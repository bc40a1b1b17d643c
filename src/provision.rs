//! Idempotent topic provisioning.
//!
//! List-then-create is not atomic: two instances starting together can both
//! see the topic missing. The loser's create comes back as "already exists"
//! and is reported as such.

use std::time::Duration;
use tracing::{error, info};

use crate::broker::BrokerAdmin;
use crate::config::TopicSpec;
use crate::error::ProvisionError;

#[derive(Clone, Copy, Debug, PartialEq, Eq)]
pub enum ProvisionOutcome {
    Created,
    AlreadyExists,
}

/// Creates `spec.name` with the configured partition and replication counts
/// unless the broker already lists it.
pub async fn ensure_topic(
    admin: &dyn BrokerAdmin,
    spec: &TopicSpec,
    timeout: Duration,
) -> Result<ProvisionOutcome, ProvisionError> {
    let existing = tokio::time::timeout(timeout, admin.list_topic_names(timeout))
        .await
        .map_err(|_| ProvisionError::Timeout)??;

    if existing.contains(&spec.name) {
        return Ok(ProvisionOutcome::AlreadyExists);
    }
    admin.create_topic(spec, timeout).await
}

/// Runs [`ensure_topic`] and logs the result. Failure is not fatal:
/// production goes ahead assuming the topic exists or will be auto-created.
pub async fn provision_or_continue(
    admin: &dyn BrokerAdmin,
    spec: &TopicSpec,
    timeout: Duration,
) -> Option<ProvisionOutcome> {
    match ensure_topic(admin, spec, timeout).await {
        Ok(ProvisionOutcome::Created) => {
            info!(
                topic = %spec.name,
                partitions = spec.partitions,
                replication = spec.replication,
                "topic created"
            );
            Some(ProvisionOutcome::Created)
        }
        Ok(ProvisionOutcome::AlreadyExists) => {
            info!(topic = %spec.name, "topic already exists");
            Some(ProvisionOutcome::AlreadyExists)
        }
        Err(e) => {
            error!(topic = %spec.name, error = %e, "failed to provision topic, producing anyway");
            None
        }
    }
}
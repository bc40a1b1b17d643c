use std::collections::BTreeMap;

use super::Engine;

pub fn parse_engine(s: &str) -> Option<Engine> {
    match s.to_lowercase().as_str() {
        "kafka" => Some(Engine::Kafka),
        "mock" => Some(Engine::Mock),
        _ => None,
    }
}

/// Parses `key=value` client property overrides; malformed entries are skipped.
pub fn parse_client_kv(pairs: &[String]) -> BTreeMap<String, String> {
    let mut props = BTreeMap::new();
    for p in pairs {
        if let Some((k, v)) = p.split_once('=') {
            let k = k.trim();
            if !k.is_empty() {
                props.insert(k.to_string(), v.trim().to_string());
            }
        }
    }
    props
}
//! Synthetic financial-transaction load generator.
//!
//! Provisions a topic, then runs a fixed pool of workers that each publish
//! one random record per pacing interval through their own client and
//! observe acknowledgments out of band.

pub mod broker;
pub mod config;
pub mod error;
pub mod logging;
pub mod metrics;
pub mod output;
pub mod pool;
pub mod provision;
pub mod rate;
pub mod record;
pub mod worker;
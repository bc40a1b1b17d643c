//! Kafka adapter (feature `transport-kafka`), using rdkafka's `AdminClient`
//! for provisioning and one `FutureProducer` per worker.
use bytes::Bytes;
use futures::FutureExt;
use futures::channel::oneshot::Canceled;
use rdkafka::admin::{AdminClient, AdminOptions, NewTopic, TopicReplication, TopicResult};
use rdkafka::client::DefaultClientContext;
use rdkafka::error::KafkaError;
use rdkafka::producer::future_producer::OwnedDeliveryResult;
use rdkafka::producer::{FutureProducer, FutureRecord, Producer as _};
use rdkafka::types::RDKafkaErrorCode;
use rdkafka::ClientConfig;
use std::collections::BTreeSet;
use std::sync::Arc;
use std::time::Duration;
use tracing::debug;

use crate::broker::{Broker, BrokerAdmin, DeliveryFuture, DeliveryOutcome, Publisher};
use crate::config::{ProducerConfig, TopicSpec};
use crate::error::{BrokerError, DeliveryErrorKind, ProvisionError, SubmissionError};
use crate::provision::ProvisionOutcome;

#[derive(Clone)]
pub struct KafkaBroker {
    bootstrap: String,
}

pub async fn connect(cfg: &ProducerConfig) -> Result<Arc<dyn Broker>, BrokerError> {
    if cfg.brokers.is_empty() {
        return Err(BrokerError::Connect("no bootstrap servers configured".into()));
    }
    Ok(Arc::new(KafkaBroker {
        bootstrap: cfg.brokers.join(","),
    }))
}

#[async_trait::async_trait]
impl Broker for KafkaBroker {
    async fn admin(&self) -> Result<Box<dyn BrokerAdmin>, BrokerError> {
        let client: AdminClient<DefaultClientContext> = ClientConfig::new()
            .set("bootstrap.servers", &self.bootstrap)
            .create()
            .map_err(|e| BrokerError::Client(e.to_string()))?;
        Ok(Box::new(KafkaAdmin {
            client: Arc::new(client),
        }))
    }

    async fn create_publisher(
        &self,
        cfg: &ProducerConfig,
        worker: usize,
    ) -> Result<Box<dyn Publisher>, BrokerError> {
        let mut client_config = ClientConfig::new();
        for (k, v) in cfg.client_properties(worker) {
            client_config.set(k, v);
        }
        let producer: FutureProducer = client_config
            .create()
            .map_err(|e| BrokerError::Client(e.to_string()))?;
        debug!(worker, client_id = %cfg.client_id(worker), "kafka producer created");
        Ok(Box::new(KafkaPublisher { producer }))
    }
}

struct KafkaAdmin {
    client: Arc<AdminClient<DefaultClientContext>>,
}

#[async_trait::async_trait]
impl BrokerAdmin for KafkaAdmin {
    async fn list_topic_names(&self, timeout: Duration) -> Result<BTreeSet<String>, ProvisionError> {
        let client = Arc::clone(&self.client);
        // fetch_metadata blocks the calling thread
        tokio::task::spawn_blocking(move || {
            client.inner().fetch_metadata(None, timeout).map(|metadata| {
                metadata
                    .topics()
                    .iter()
                    .map(|t| t.name().to_string())
                    .collect::<BTreeSet<_>>()
            })
        })
        .await
        .map_err(|e| ProvisionError::BrokerUnreachable(e.to_string()))?
        .map_err(provision_error)
    }

    async fn create_topic(
        &self,
        spec: &TopicSpec,
        timeout: Duration,
    ) -> Result<ProvisionOutcome, ProvisionError> {
        let topic = NewTopic::new(
            &spec.name,
            spec.partitions,
            TopicReplication::Fixed(spec.replication),
        );
        let opts = AdminOptions::new()
            .operation_timeout(Some(timeout))
            .request_timeout(Some(timeout));
        let results = self
            .client
            .create_topics(&[topic], &opts)
            .await
            .map_err(provision_error)?;
        create_outcome(&spec.name, results.into_iter().next())
    }
}

/// A create that lost the race against another provisioner still counts.
fn create_outcome(
    topic: &str,
    result: Option<TopicResult>,
) -> Result<ProvisionOutcome, ProvisionError> {
    match result {
        Some(Ok(_)) => Ok(ProvisionOutcome::Created),
        Some(Err((_, RDKafkaErrorCode::TopicAlreadyExists))) => Ok(ProvisionOutcome::AlreadyExists),
        Some(Err((name, code))) => Err(ProvisionError::CreateRejected {
            topic: name,
            reason: code.to_string(),
        }),
        None => Err(ProvisionError::CreateRejected {
            topic: topic.to_string(),
            reason: "empty response".into(),
        }),
    }
}

fn provision_error(e: KafkaError) -> ProvisionError {
    match e.rdkafka_error_code() {
        Some(RDKafkaErrorCode::OperationTimedOut) | Some(RDKafkaErrorCode::RequestTimedOut) => {
            ProvisionError::Timeout
        }
        _ => ProvisionError::BrokerUnreachable(e.to_string()),
    }
}

struct KafkaPublisher {
    producer: FutureProducer,
}

#[async_trait::async_trait]
impl Publisher for KafkaPublisher {
    fn publish(
        &self,
        topic: &str,
        key: &str,
        payload: Bytes,
    ) -> Result<DeliveryFuture, SubmissionError> {
        let record = FutureRecord::to(topic).key(key).payload(payload.as_ref());
        let delivery = self
            .producer
            .send_result(record)
            .map_err(|(e, _)| submission_error(e))?;
        Ok(delivery.map(delivery_outcome).boxed())
    }

    async fn flush(&self, timeout: Duration) -> Result<(), SubmissionError> {
        let producer = self.producer.clone();
        tokio::task::spawn_blocking(move || producer.flush(timeout))
            .await
            .map_err(|e| SubmissionError::ConnectionLost(e.to_string()))?
            .map_err(submission_error)
    }
}

fn delivery_outcome(res: Result<OwnedDeliveryResult, Canceled>) -> DeliveryOutcome {
    match res {
        Ok(Ok((partition, offset))) => DeliveryOutcome::Delivered { partition, offset },
        Ok(Err((e, _))) => DeliveryOutcome::Failed {
            kind: delivery_error_kind(&e),
            message: e.to_string(),
        },
        Err(Canceled) => DeliveryOutcome::Failed {
            kind: DeliveryErrorKind::Cancelled,
            message: "producer dropped before acknowledgment".into(),
        },
    }
}

fn delivery_error_kind(e: &KafkaError) -> DeliveryErrorKind {
    match e.rdkafka_error_code() {
        Some(RDKafkaErrorCode::MessageTimedOut) => DeliveryErrorKind::Timeout,
        _ => DeliveryErrorKind::BrokerRejected,
    }
}

fn submission_error(e: KafkaError) -> SubmissionError {
    match e.rdkafka_error_code() {
        Some(RDKafkaErrorCode::QueueFull) => SubmissionError::BufferFull,
        Some(RDKafkaErrorCode::MessageSizeTooLarge) | Some(RDKafkaErrorCode::InvalidMessage) => {
            SubmissionError::Rejected(e.to_string())
        }
        _ => SubmissionError::ConnectionLost(e.to_string()),
    }
}

#[cfg(test)]
mod tests {
    use super::*;

    #[test]
    fn full_queue_is_transient_backpressure() {
        let e = submission_error(KafkaError::MessageProduction(RDKafkaErrorCode::QueueFull));
        assert_eq!(e, SubmissionError::BufferFull);
        assert!(e.is_transient());
    }

    #[test]
    fn oversized_record_is_rejected_not_transient() {
        let e = submission_error(KafkaError::MessageProduction(
            RDKafkaErrorCode::MessageSizeTooLarge,
        ));
        assert!(matches!(e, SubmissionError::Rejected(_)));
        assert!(!e.is_transient());
    }

    #[test]
    fn other_submit_failures_mean_connection_lost() {
        let e = submission_error(KafkaError::MessageProduction(
            RDKafkaErrorCode::AllBrokersDown,
        ));
        assert!(matches!(e, SubmissionError::ConnectionLost(_)));
        assert!(e.is_transient());
    }

    #[test]
    fn delivery_errors_are_classified() {
        assert_eq!(
            delivery_error_kind(&KafkaError::MessageProduction(RDKafkaErrorCode::MessageTimedOut)),
            DeliveryErrorKind::Timeout
        );
        assert_eq!(
            delivery_error_kind(&KafkaError::MessageProduction(
                RDKafkaErrorCode::NotEnoughReplicas
            )),
            DeliveryErrorKind::BrokerRejected
        );
    }

    #[test]
    fn acknowledgment_carries_partition_and_offset() {
        assert_eq!(
            delivery_outcome(Ok(Ok((3, 42)))),
            DeliveryOutcome::Delivered {
                partition: 3,
                offset: 42
            }
        );
    }

    #[test]
    fn dropped_producer_cancels_delivery() {
        assert!(matches!(
            delivery_outcome(Err(Canceled)),
            DeliveryOutcome::Failed {
                kind: DeliveryErrorKind::Cancelled,
                ..
            }
        ));
    }

    #[test]
    fn admin_timeouts_map_to_provision_timeout() {
        assert_eq!(
            provision_error(KafkaError::AdminOp(RDKafkaErrorCode::OperationTimedOut)),
            ProvisionError::Timeout
        );
        assert_eq!(
            provision_error(KafkaError::MetadataFetch(RDKafkaErrorCode::RequestTimedOut)),
            ProvisionError::Timeout
        );
        assert!(matches!(
            provision_error(KafkaError::MetadataFetch(RDKafkaErrorCode::AllBrokersDown)),
            ProvisionError::BrokerUnreachable(_)
        ));
    }

    #[test]
    fn lost_create_race_counts_as_already_exists() {
        let lost = Err(("txns".to_string(), RDKafkaErrorCode::TopicAlreadyExists));
        assert_eq!(
            create_outcome("txns", Some(lost)),
            Ok(ProvisionOutcome::AlreadyExists)
        );
        assert_eq!(
            create_outcome("txns", Some(Ok("txns".to_string()))),
            Ok(ProvisionOutcome::Created)
        );
    }

    #[test]
    fn refused_create_names_topic_and_reason() {
        let refused = Err((
            "txns".to_string(),
            RDKafkaErrorCode::InvalidReplicationFactor,
        ));
        match create_outcome("txns", Some(refused)) {
            Err(ProvisionError::CreateRejected { topic, .. }) => assert_eq!(topic, "txns"),
            other => panic!("unexpected {other:?}"),
        }
        assert!(matches!(
            create_outcome("txns", None),
            Err(ProvisionError::CreateRejected { .. })
        ));
    }
}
.....
§ Problem to work on
In the material above, find every line with the word "TopicReplication" and show it.

§ Task result
use rdkafka::admin::{AdminClient, AdminOptions, NewTopic, TopicReplication, TopicResult};
            TopicReplication::Fixed(spec.replication),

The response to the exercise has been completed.